--- Information given Enclosed Below ---

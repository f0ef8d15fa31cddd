//! Blocking HTTP access to the USGS API.
//!
//! Everything that talks to the network goes through [`FeatureSource`], so the
//! batching and caching logic can be driven by an in-memory source in tests.

pub mod error;

use error::FetchError;
use log::{debug, warn};
use reqwest::blocking::Client;
use serde_json::{Map, Value};
use std::time::Duration;

/// Query parameters in the order they are sent. Keys may repeat.
pub type QueryParams = Vec<(String, String)>;

/// Something that can answer a GET with a JSON document.
pub trait FeatureSource {
    fn get_json(&self, url: &str, params: &[(String, String)]) -> Result<Value, FetchError>;
}

/// [`FeatureSource`] backed by a blocking `reqwest` client.
pub struct HttpSource {
    client: Client,
}

impl HttpSource {
    pub fn new(timeout: Duration) -> Result<Self, FetchError> {
        let client = Client::builder()
            .user_agent(concat!("usgs_water/", env!("CARGO_PKG_VERSION")))
            .timeout(timeout)
            .build()
            .map_err(FetchError::ClientBuild)?;
        Ok(Self { client })
    }
}

impl FeatureSource for HttpSource {
    fn get_json(&self, url: &str, params: &[(String, String)]) -> Result<Value, FetchError> {
        debug!("GET {} with {} query parameters", url, params.len());

        let response = self
            .client
            .get(url)
            .query(params)
            .send()
            .map_err(|e| FetchError::NetworkRequest(url.to_string(), e))?;

        let response = match response.error_for_status() {
            Ok(resp) => resp,
            Err(e) => {
                warn!("HTTP error for {}: {:?}", url, e);
                return Err(if let Some(status) = e.status() {
                    FetchError::HttpStatus {
                        url: url.to_string(),
                        status,
                        source: e,
                    }
                } else {
                    FetchError::NetworkRequest(url.to_string(), e)
                });
            }
        };

        let body = response
            .text()
            .map_err(|e| FetchError::NetworkRequest(url.to_string(), e))?;
        serde_json::from_str(&body).map_err(|e| FetchError::JsonParse {
            url: url.to_string(),
            source: e,
        })
    }
}

/// Expands a JSON query template into request parameters.
///
/// Strings are sent as-is, numbers and booleans as their JSON text, arrays
/// repeat the key once per element, and nulls are left out.
pub fn query_params(template: &Map<String, Value>) -> QueryParams {
    let mut params = QueryParams::new();
    for (key, value) in template {
        match value {
            Value::Array(items) => {
                params.extend(items.iter().filter_map(|item| {
                    scalar_text(item).map(|text| (key.clone(), text))
                }));
            }
            other => {
                if let Some(text) = scalar_text(other) {
                    params.push((key.clone(), text));
                }
            }
        }
    }
    params
}

fn scalar_text(value: &Value) -> Option<String> {
    match value {
        Value::Null => None,
        Value::String(s) => Some(s.clone()),
        other => Some(other.to_string()),
    }
}
//! A GeoJSON-shaped container: an ordered `features` list plus whatever
//! collection-level metadata the API sent alongside it.

use serde::ser::{Serialize, SerializeMap, Serializer};
use serde_json::{Map, Value};

/// An ordered list of features plus collection-level metadata.
///
/// Features are kept as raw JSON objects; only the `properties` map (and the
/// optional top-level `id`) is ever interpreted downstream. Metadata keys keep
/// the order in which they were received.
#[derive(Debug, Clone, Default, PartialEq)]
pub struct FeatureCollection {
    features: Vec<Value>,
    meta: Map<String, Value>,
}

impl FeatureCollection {
    pub fn new(features: Vec<Value>, meta: Map<String, Value>) -> Self {
        Self { features, meta }
    }

    /// Splits a JSON document into features and metadata.
    ///
    /// A missing or non-array `features` field yields an empty feature list, and
    /// a document that is not an object yields an empty collection.
    pub fn from_value(value: Value) -> Self {
        let Value::Object(mut meta) = value else {
            return Self::default();
        };
        let features = match meta.remove("features") {
            Some(Value::Array(features)) => features,
            _ => Vec::new(),
        };
        Self { features, meta }
    }

    pub fn features(&self) -> &[Value] {
        &self.features
    }

    pub fn meta(&self) -> &Map<String, Value> {
        &self.meta
    }

    pub fn into_parts(self) -> (Vec<Value>, Map<String, Value>) {
        (self.features, self.meta)
    }

    pub fn len(&self) -> usize {
        self.features.len()
    }

    pub fn is_empty(&self) -> bool {
        self.features.is_empty()
    }
}

/// Serializes back into the document shape it was read from, metadata first.
impl Serialize for FeatureCollection {
    fn serialize<S: Serializer>(&self, serializer: S) -> Result<S::Ok, S::Error> {
        let mut document = serializer.serialize_map(Some(self.meta.len() + 1))?;
        for (key, value) in &self.meta {
            document.serialize_entry(key, value)?;
        }
        document.serialize_entry("features", &self.features)?;
        document.end()
    }
}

--- End of Enclosed Information given ---

Retype the portion of the data above that starts on the line with "pub fn from_value(value: Value)" and finishes on the line with "let mut document", including both of those lines.

    pub fn from_value(value: Value) -> Self {
        let Value::Object(mut meta) = value else {
            return Self::default();
        };
        let features = match meta.remove("features") {
            Some(Value::Array(features)) => features,
            _ => Vec::new(),
        };
        Self { features, meta }
    }

    pub fn features(&self) -> &[Value] {
        &self.features
    }

    pub fn meta(&self) -> &Map<String, Value> {
        &self.meta
    }

    pub fn into_parts(self) -> (Vec<Value>, Map<String, Value>) {
        (self.features, self.meta)
    }

    pub fn len(&self) -> usize {
        self.features.len()
    }

    pub fn is_empty(&self) -> bool {
        self.features.is_empty()
    }
}

/// Serializes back into the document shape it was read from, metadata first.
impl Serialize for FeatureCollection {
    fn serialize<S: Serializer>(&self, serializer: S) -> Result<S::Ok, S::Error> {
        let mut document = serializer.serialize_map(Some(self.meta.len() + 1))?;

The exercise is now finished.